White cells, up slightly, might be starting their rebound. Platelets are recovering fast! The count's up to 120 — it was around 100 at the first blood tests in October, so this is significant. Means I don't have to worry about cuts so much. Also, the spot on my leg turned out to be nothing worse than eczema, not to worry.
But the bad news isn't quite over. My hemoglobin's dropped even further, and may go a bit lower yet. I'm at the blood transfusion borderline (hemoglobin below 8; mine's 8.3). I could get one now if I asked for it. Might buy me a week of higher functioning, take my hemoglobin up to around 10. That would be incredibly nice, since I've been in bed most of the time for nearly 2 weeks. The infection risk from a transfusion is just 1 in 100,000, but there are other risks, such as fever and other complications from an imperfect blood protein match. Dr. B seemed to want to wait a few more days, at least until the next blood test on Thursday. It's easier to track what my body's doing if they don't interfere with it.

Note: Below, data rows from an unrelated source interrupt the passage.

//! Note repository implementation.

use async_trait::async_trait;
use chrono::Utc;
use sqlx::{PgPool, Postgres, Row, Transaction};

use jot_core::{
    normalize_tags, CreateNote, Error, NoteRepository, NoteStatus, NoteView, Result, UpdateNote,
};

/// Shared SELECT producing one row per note with its tag names aggregated.
///
/// Callers append a WHERE clause plus `GROUP BY n.id` (and ordering).
pub(crate) const NOTE_VIEW_SELECT: &str = r#"
    SELECT
        n.id,
        n.title,
        n.body,
        n.created_on,
        n.modified_on,
        COALESCE(
            array_agg(t.name ORDER BY t.name) FILTER (WHERE t.name IS NOT NULL),
            ARRAY[]::text[]
        ) AS tags
    FROM note n
    LEFT JOIN note_tag nt ON nt.note_id = n.id
    LEFT JOIN tag t ON t.id = nt.tag_id
"#;

/// Map a database row from [`NOTE_VIEW_SELECT`] to a NoteView.
pub(crate) fn map_row_to_view(row: sqlx::postgres::PgRow) -> NoteView {
    NoteView {
        id: row.get("id"),
        title: row.get("title"),
        text: row.get("body"),
        tags: row.get("tags"),
        created_on: row.get("created_on"),
        modified_on: row.get("modified_on"),
    }
}

/// Ensure each normalized tag exists and associate it with the note.
///
/// Lazy creation goes through the unique index (`INSERT .. ON CONFLICT DO
/// NOTHING` then select), so concurrent writers racing on the same name
/// both end up with the one surviving row.
pub(crate) async fn attach_tags(
    tx: &mut Transaction<'_, Postgres>,
    note_id: i64,
    names: &[String],
) -> Result<()> {
    for name in names {
        sqlx::query("INSERT INTO tag (name) VALUES ($1) ON CONFLICT (name) DO NOTHING")
            .bind(name)
            .execute(&mut **tx)
            .await
            .map_err(Error::Database)?;

        let tag_id: i64 = sqlx::query("SELECT id FROM tag WHERE name = $1")
            .bind(name)
            .fetch_one(&mut **tx)
            .await
            .map_err(Error::Database)?
            .get("id");

        sqlx::query(
            "INSERT INTO note_tag (note_id, tag_id) VALUES ($1, $2) ON CONFLICT DO NOTHING",
        )
        .bind(note_id)
        .bind(tag_id)
        .execute(&mut **tx)
        .await
        .map_err(Error::Database)?;
    }
    Ok(())
}

async fn fetch_view_tx(tx: &mut Transaction<'_, Postgres>, id: i64) -> Result<NoteView> {
    let sql = format!("{NOTE_VIEW_SELECT} WHERE n.id = $1 GROUP BY n.id");
    let row = sqlx::query(&sql)
        .bind(id)
        .fetch_optional(&mut **tx)
        .await
        .map_err(Error::Database)?
        .ok_or_else(|| Error::NotFound(format!("Note {id} not found")))?;
    Ok(map_row_to_view(row))
}

/// PostgreSQL implementation of NoteRepository.
#[derive(Clone)]
pub struct PgNoteRepository {
    pool: PgPool,
}

impl PgNoteRepository {
    /// Create a new PgNoteRepository with the given connection pool.
    pub fn new(pool: PgPool) -> Self {
        Self { pool }
    }
}

#[async_trait]
impl NoteRepository for PgNoteRepository {
    async fn insert(&self, owner: &str, req: CreateNote) -> Result<NoteView> {
        if req.text.trim().is_empty() {
            return Err(Error::InvalidInput("text is required".to_string()));
        }
        let tags = normalize_tags(&req.tags);
        let now = Utc::now();

        let mut tx = self.pool.begin().await.map_err(Error::Database)?;

        let note_id: i64 = sqlx::query(
            "INSERT INTO note (title, body, owner_id, status, created_on, modified_on)
             VALUES ($1, $2, $3, $4, $5, $5)
             RETURNING id",
        )
        .bind(&req.title)
        .bind(&req.text)
        .bind(owner)
        .bind(NoteStatus::Active.as_str())
        .bind(now)
        .fetch_one(&mut *tx)
        .await
        .map_err(Error::Database)?
        .get("id");

        attach_tags(&mut tx, note_id, &tags).await?;

        let view = fetch_view_tx(&mut tx, note_id).await?;
        tx.commit().await.map_err(Error::Database)?;

        tracing::debug!(
            subsystem = "database",
            component = "notes",
            op = "insert",
            note_id,
            result_count = tags.len(),
            "Note created"
        );
        Ok(view)
    }

    async fn fetch(&self, id: i64, owner: &str) -> Result<NoteView> {
        let sql = format!("{NOTE_VIEW_SELECT} WHERE n.id = $1 AND n.owner_id = $2 GROUP BY n.id");
        let row = sqlx::query(&sql)
            .bind(id)
            .bind(owner)
            .fetch_optional(&self.pool)
            .await
            .map_err(Error::Database)?
            .ok_or_else(|| Error::NotFound(format!("Note {id} not found")))?;
        Ok(map_row_to_view(row))
    }

    async fn update(&self, id: i64, owner: &str, req: UpdateNote) -> Result<NoteView> {
        if req.text.trim().is_empty() {
            return Err(Error::InvalidInput("text is required".to_string()));
        }
        let tags = normalize_tags(&req.tags);
        let now = Utc::now();

        let mut tx = self.pool.begin().await.map_err(Error::Database)?;

        // Status is deliberately left untouched; archived notes stay archived.
        let result = sqlx::query(
            "UPDATE note SET body = $1, modified_on = $2 WHERE id = $3 AND owner_id = $4",
        )
        .bind(&req.text)
        .bind(now)
        .bind(id)
        .bind(owner)
        .execute(&mut *tx)
        .await
        .map_err(Error::Database)?;

        if result.rows_affected() == 0 {
            return Err(Error::NotFound(format!("Note {id} not found")));
        }

        // Clear-then-reassign: detached tags survive in the tag store.
        sqlx::query("DELETE FROM note_tag WHERE note_id = $1")
            .bind(id)
            .execute(&mut *tx)
            .await
            .map_err(Error::Database)?;

        attach_tags(&mut tx, id, &tags).await?;

        let view = fetch_view_tx(&mut tx, id).await?;
        tx.commit().await.map_err(Error::Database)?;
        Ok(view)
    }

    async fn delete(&self, id: i64, owner: &str) -> Result<()> {
        // Join rows go with the note via ON DELETE CASCADE; tags stay.
        let result = sqlx::query("DELETE FROM note WHERE id = $1 AND owner_id = $2")
            .bind(id)
            .bind(owner)
            .execute(&self.pool)
            .await
            .map_err(Error::Database)?;

        if result.rows_affected() == 0 {
            return Err(Error::NotFound(format!("Note {id} not found")));
        }
        tracing::debug!(
            subsystem = "database",
            component = "notes",
            op = "delete",
            note_id = id,
            "Note deleted"
        );
        Ok(())
    }

    async fn archive(&self, id: i64, owner: &str) -> Result<()> {
        // Idempotent: re-archiving only bumps modified_on again.
        let result = sqlx::query(
            "UPDATE note SET status = $1, modified_on = $2 WHERE id = $3 AND owner_id = $4",
        )
        .bind(NoteStatus::Archived.as_str())
        .bind(Utc::now())
        .bind(id)
        .bind(owner)
        .execute(&self.pool)
        .await
        .map_err(Error::Database)?;

        if result.rows_affected() == 0 {
            return Err(Error::NotFound(format!("Note {id} not found")));
        }
        Ok(())
    }

    async fn unarchive(&self, id: i64, owner: &str) -> Result<()> {
        let mut tx = self.pool.begin().await.map_err(Error::Database)?;

        let status: String =
            sqlx::query("SELECT status FROM note WHERE id = $1 AND owner_id = $2 FOR UPDATE")
                .bind(id)
                .bind(owner)
                .fetch_optional(&mut *tx)
                .await
                .map_err(Error::Database)?
                .ok_or_else(|| Error::NotFound(format!("Note {id} not found")))?
                .get("status");

        if NoteStatus::parse(&status) != Some(NoteStatus::Archived) {
            return Err(Error::InvalidState(format!("Note {id} is not archived")));
        }

        sqlx::query("UPDATE note SET status = $1, modified_on = $2 WHERE id = $3")
            .bind(NoteStatus::Active.as_str())
            .bind(Utc::now())
            .bind(id)
            .execute(&mut *tx)
            .await
            .map_err(Error::Database)?;

        tx.commit().await.map_err(Error::Database)?;
        Ok(())
    }

    async fn list_archived(&self, owner: &str) -> Result<Vec<NoteView>> {
        let sql = format!(
            "{NOTE_VIEW_SELECT}
             WHERE n.owner_id = $1 AND n.status = $2
             GROUP BY n.id
             ORDER BY n.modified_on DESC"
        );
        let rows = sqlx::query(&sql)
            .bind(owner)
            .bind(NoteStatus::Archived.as_str())
            .fetch_all(&self.pool)
            .await
            .map_err(Error::Database)?;

        Ok(rows.into_iter().map(map_row_to_view).collect())
    }
}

And there's a new issue. My CT scan revealed some kind of problem in the bone marrow of my right femur head and neck, possibly the left one as well. Dr. B thinks it's not the HCL; otherwise we'd have seen the same thing in all my bones. He thinks it's probably avascular necrosis, i.e. bone death from insufficient blood supply. Dr. B sent me downstairs for more X-rays right after our appointment.
Not clear what this means or whether it's serious (yet), though Dr. B did mention hip replacement (but more in a long-term-speculating way). Over the last 6-7 years I've had several episodes of intense muscle spasms in both hips, especially the right hip; this could be related. Maybe connected to 13 years of aikido, which does tend to give your skeleton a pounding.
Still, I haven't had a spasm like that in 2 years, and this problem seems minor compared to cancer. We'll see what the X-rays show.
Came home from the hospital, got into bed and sank into a groggy, horrible sleep until 5:30 PM. And I'm ready to do it again, right now.